WORK REQUIRED — Among the records that follow, count the lines with the string "length"; report only that count.

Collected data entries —
Segment Open

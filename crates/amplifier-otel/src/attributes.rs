//! Attribute mapping: kernel payloads to semantic-convention attributes.
//!
//! [`AttributeMapper::map`] is pure. It runs four stages in a fixed order:
//!
//! 1. semantic-convention naming (`provider` → `gen_ai.system`, ...)
//! 2. redaction of sensitive payload classes
//! 3. path sanitization of source-like values
//! 4. length limits (payload limits for content, `max_attribute_length` for
//!    everything else)
//!
//! Redaction runs before truncation so a redacted value never carries size
//! metadata about the content it replaced. Sources are classified before
//! they are cut, so a truncated URL is still reported as a URL.

use crate::config::{
    OtelConfig, PayloadLimitsConfig, PayloadType, SensitiveDataConfig, SensitiveKind,
    FILTERED_PLACEHOLDER,
};
use crate::event::{ErrorInfo, EventPayload};
use crate::span::{AttributeValue, Attributes};
use serde_json::Value;

/// Attribute keys used across spans and metrics.
pub mod keys {
    pub const GEN_AI_OPERATION_NAME: &str = "gen_ai.operation.name";
    pub const GEN_AI_SYSTEM: &str = "gen_ai.system";
    pub const GEN_AI_REQUEST_MODEL: &str = "gen_ai.request.model";
    pub const GEN_AI_REQUEST_TEMPERATURE: &str = "gen_ai.request.temperature";
    pub const GEN_AI_REQUEST_MAX_TOKENS: &str = "gen_ai.request.max_tokens";
    pub const GEN_AI_RESPONSE_MODEL: &str = "gen_ai.response.model";
    pub const GEN_AI_RESPONSE_FINISH_REASONS: &str = "gen_ai.response.finish_reasons";
    pub const GEN_AI_USAGE_INPUT_TOKENS: &str = "gen_ai.usage.input_tokens";
    pub const GEN_AI_USAGE_OUTPUT_TOKENS: &str = "gen_ai.usage.output_tokens";
    pub const GEN_AI_INPUT_MESSAGES: &str = "gen_ai.input.messages";
    pub const GEN_AI_OUTPUT_MESSAGES: &str = "gen_ai.output.messages";
    pub const GEN_AI_TOOL_CALL_ID: &str = "gen_ai.tool.call.id";
    pub const GEN_AI_TOKEN_TYPE: &str = "gen_ai.token.type";
    pub const ERROR_TYPE: &str = "error.type";

    pub const SESSION_ID: &str = "amplifier.session.id";
    pub const SESSION_PARENT_ID: &str = "amplifier.session.parent_id";
    pub const SESSION_TYPE: &str = "amplifier.session.type";
    pub const SESSION_STATUS: &str = "amplifier.session.status";
    pub const SESSION_TURNS: &str = "amplifier.session.turns";
    pub const SESSION_CANCELLED: &str = "amplifier.session.cancelled";
    pub const USER_ID: &str = "amplifier.user.id";
    pub const TEAM_ID: &str = "amplifier.team.id";
    pub const ORCHESTRATOR_COMPLETED: &str = "amplifier.orchestrator.completed";

    pub const TURN_NUMBER: &str = "amplifier.turn.number";
    pub const TURN_SUPERSEDED: &str = "amplifier.turn.superseded";

    pub const TOOL_NAME: &str = "amplifier.tool.name";
    pub const TOOL_SUCCESS: &str = "amplifier.tool.success";
    pub const TOOL_INPUT: &str = "amplifier.tool.input";
    pub const TOOL_HAS_INPUT: &str = "amplifier.tool.has_input";
    pub const TOOL_RESULT: &str = "amplifier.tool.result";
    pub const TOOL_HAS_RESULT: &str = "amplifier.tool.has_result";
    pub const TOOL_EXPECTED_NAME: &str = "amplifier.tool.expected_name";

    pub const LLM_SUCCESS: &str = "amplifier.llm.success";

    pub const PROMPT_CONTENT: &str = "amplifier.prompt.content";
    pub const PROMPT_LENGTH: &str = "amplifier.prompt.length";
    pub const PLAN_STEP_COUNT: &str = "amplifier.plan.step_count";

    pub const CONTEXT_TOKENS_BEFORE: &str = "amplifier.context.tokens_before";
    pub const CONTEXT_TOKENS_AFTER: &str = "amplifier.context.tokens_after";
    pub const CONTEXT_MESSAGES_REMOVED: &str = "amplifier.context.messages_removed";
    pub const CONTEXT_SOURCE: &str = "amplifier.context.source";

    pub const APPROVAL_ACTION: &str = "amplifier.approval.action";
    pub const APPROVAL_PROMPT: &str = "amplifier.approval.prompt";
    pub const APPROVAL_RESULT: &str = "amplifier.approval.result";
    pub const APPROVAL_DENIAL_REASON: &str = "amplifier.approval.denial_reason";

    pub const CANCEL_REASON: &str = "amplifier.cancel.reason";
    pub const CANCEL_IMMEDIATE: &str = "amplifier.cancel.immediate";

    pub const ARTIFACT_PATH: &str = "amplifier.artifact.path";
    pub const ARTIFACT_SIZE_BYTES: &str = "amplifier.artifact.size_bytes";

    pub const POLICY_VIOLATION_TYPE: &str = "amplifier.policy.violation_type";
    pub const POLICY_NAME: &str = "amplifier.policy.name";

    pub const BUNDLE_NAME: &str = "amplifier.bundle.name";
    pub const BUNDLE_OPERATION: &str = "amplifier.bundle.operation";
    pub const BUNDLE_VERSION: &str = "amplifier.bundle.version";
    pub const BUNDLE_SOURCE: &str = "amplifier.bundle.source";
    pub const BUNDLE_CACHED: &str = "amplifier.bundle.cached";

    pub const SERVICE_NAME: &str = "service.name";
    pub const SERVICE_VERSION: &str = "service.version";
}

Segment Closed

RESPONSE TO THE EXERCISE — 2